Baby aspirin: heart helper and cancer crusader?

Patients already using low-dose aspirin (baby aspirin) to protect against cardiovascular disease may also be reducing their cancer risk, according to a new study published online in today’s The Lancet. British researchers conducted a meta-analysis of more than 25,000 people from eight clinical trials testing the efficacy of baby aspirin (81 mg dose in the U.S. and 75 mg dose in Europe) in preventing cardiovascular disease to determine if the drug also reduced the incidence of lung cancer in non-smokers and various gastrointestinal cancers. The data indicate that daily use of baby aspirin reduced overall cancer risk by an average of 21 percent while specifically reducing esophageal cancer by 64 percent, colorectal cancer by 49 percent and stomach cancer by 58 percent over a 10-20 year period. Over a 10 year follow-up period, rates of adenocarcinoma (a specific type of cancer) of the lung dropped by 30 percent among non-smokers. The researchers say that the cancer risk reduction could persist for at least 20 years.

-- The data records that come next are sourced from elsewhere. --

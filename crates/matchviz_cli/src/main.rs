//! Match Viz CLI
//!
//! Streams a match dataset through ball reconstruction and running stats,
//! printing text frames or an end-of-match summary.

#[cfg(feature = "cli")]
use anyhow::{Context, Result};
#[cfg(feature = "cli")]
use clap::{Parser, Subcommand};
#[cfg(feature = "cli")]
use std::path::PathBuf;

#[cfg(feature = "cli")]
#[derive(Parser)]
#[command(name = "matchviz")]
#[command(about = "Replay a football event log as text frames and stats", long_about = None)]
struct Cli {
    #[command(subcommand)]
    command: Commands,
}

#[cfg(feature = "cli")]
#[derive(Subcommand)]
enum Commands {
    /// Play the whole dataset and print final score and leaderboards
    Summary {
        /// The filename of the json dataset
        #[arg(long)]
        dataset: PathBuf,

        /// Optional YAML config
        #[arg(long)]
        config: Option<PathBuf>,

        /// Print the summary as JSON
        #[arg(long, default_value = "false")]
        json: bool,
    },

    /// Print one text line per frame
    Frames {
        /// The filename of the json dataset
        #[arg(long)]
        dataset: PathBuf,

        /// Optional YAML config
        #[arg(long)]
        config: Option<PathBuf>,

        /// Print every N-th frame only
        #[arg(long, default_value = "1")]
        every: usize,
    },

    /// Print the JSON schema of the dataset format
    Schema,
}

#[cfg(feature = "cli")]
fn main() -> Result<()> {
    tracing_subscriber::fmt()
        .with_env_filter(
            tracing_subscriber::EnvFilter::try_from_default_env()
                .unwrap_or_else(|_| tracing_subscriber::EnvFilter::new("matchviz=info,matchviz_core=info")),
        )
        .with_writer(std::io::stderr)
        .init();

    let cli = Cli::parse();

    match cli.command {
        Commands::Summary { dataset, config, json } => {
            let (data, config) = matchviz_cli::load_inputs(&dataset, config.as_deref())?;
            let roster = matchviz_core::dataset::Roster::from_teams(&data.teams, &config.referee_name);
            let mut sink = matchviz_cli::NullSink::default();
            let outcome = matchviz_core::Playback::new(&data, config)
                .run(&mut sink)
                .context("Playback failed")?;

            if json {
                let value = matchviz_cli::summary_json(&data, &outcome);
                println!("{}", serde_json::to_string_pretty(&value)?);
            } else {
                print!("{}", matchviz_cli::render_summary(&data, &outcome, &roster));
            }
        }

        Commands::Frames { dataset, config, every } => {
            let (data, config) = matchviz_cli::load_inputs(&dataset, config.as_deref())?;
            tracing::info!("Playing {} events from {}", data.event_count(), dataset.display());
            let stdout = std::io::stdout();
            let mut sink = matchviz_cli::TextSink::new(stdout.lock(), every, &data);
            let outcome = matchviz_core::Playback::new(&data, config)
                .run(&mut sink)
                .context("Playback failed")?;
            tracing::info!(
                "Printed {} frames ({} with ball)",
                outcome.summary.frames,
                outcome.summary.frames_with_ball
            );
        }

        Commands::Schema => {
            println!("{}", matchviz_core::dataset::dataset_schema_json()?);
        }
    }

    Ok(())
}

#[cfg(not(feature = "cli"))]
fn main() {
    eprintln!("matchviz CLI is not available. Enable the 'cli' feature to use it.");
    std::process::exit(1);
}
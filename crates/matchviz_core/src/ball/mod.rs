//! # Ball
//!
//! Rough ball position estimates from a sparse event log.
//!
//! - `interpolate` - linear estimate between two time-anchored fixes
//! - `reconstruct` - per-scene time -> position map

pub mod interpolate;
pub mod reconstruct;

pub use interpolate::estimate;
pub use reconstruct::{reconstruct, BallPositionMap};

ACSH’s Dr. Gilbert Ross notes that these findings are serendipitous, found by fortunate chance when seeking other information. “These are secondary endpoints from a meta-analysis of eight trials — the researchers were seeking information about the protective effect of low-dose aspirin on heart disease, and, in doing so, they detected an overall cancer risk reduction during the trial periods. They then decided to delve more deeply into the records for rates of various cancers among aspirin users. We don’t necessarily trust secondary endpoints due to the propensity for data dredging — finding results selectively post hoc to suit a pre-determined outcome — but the results showed highly statistically significant risk reductions spread over a group of several related cancer outcomes. These researchers happened to stumble upon the cancer reduction while analyzing the death certificates of trial participants in the course of their study of cardiovascular disease outcomes.”

So, should everyone start taking baby aspirin to prevent cancer? According to lead author Dr. Peter M. Rothwell, the risk of gastrointestinal bleeding renders use of aspirin as a chemopreventive strategy unsuitable for some patients, but “the increased risk of bleeding is about 1 in 1,000 per year, while the decreased risk of cancer is 2,3, or 4 per 1,000 per year,” he says. Dr. Ross concludes that if you are at an age “when your risk of cancer begins to increase — maybe 40 or 50 years old — and have a family history of cancer (for example, having a close relative and a distant one with cancer), you should consider consulting with your doctor about using baby aspirin to reduce your risk of cancer death.”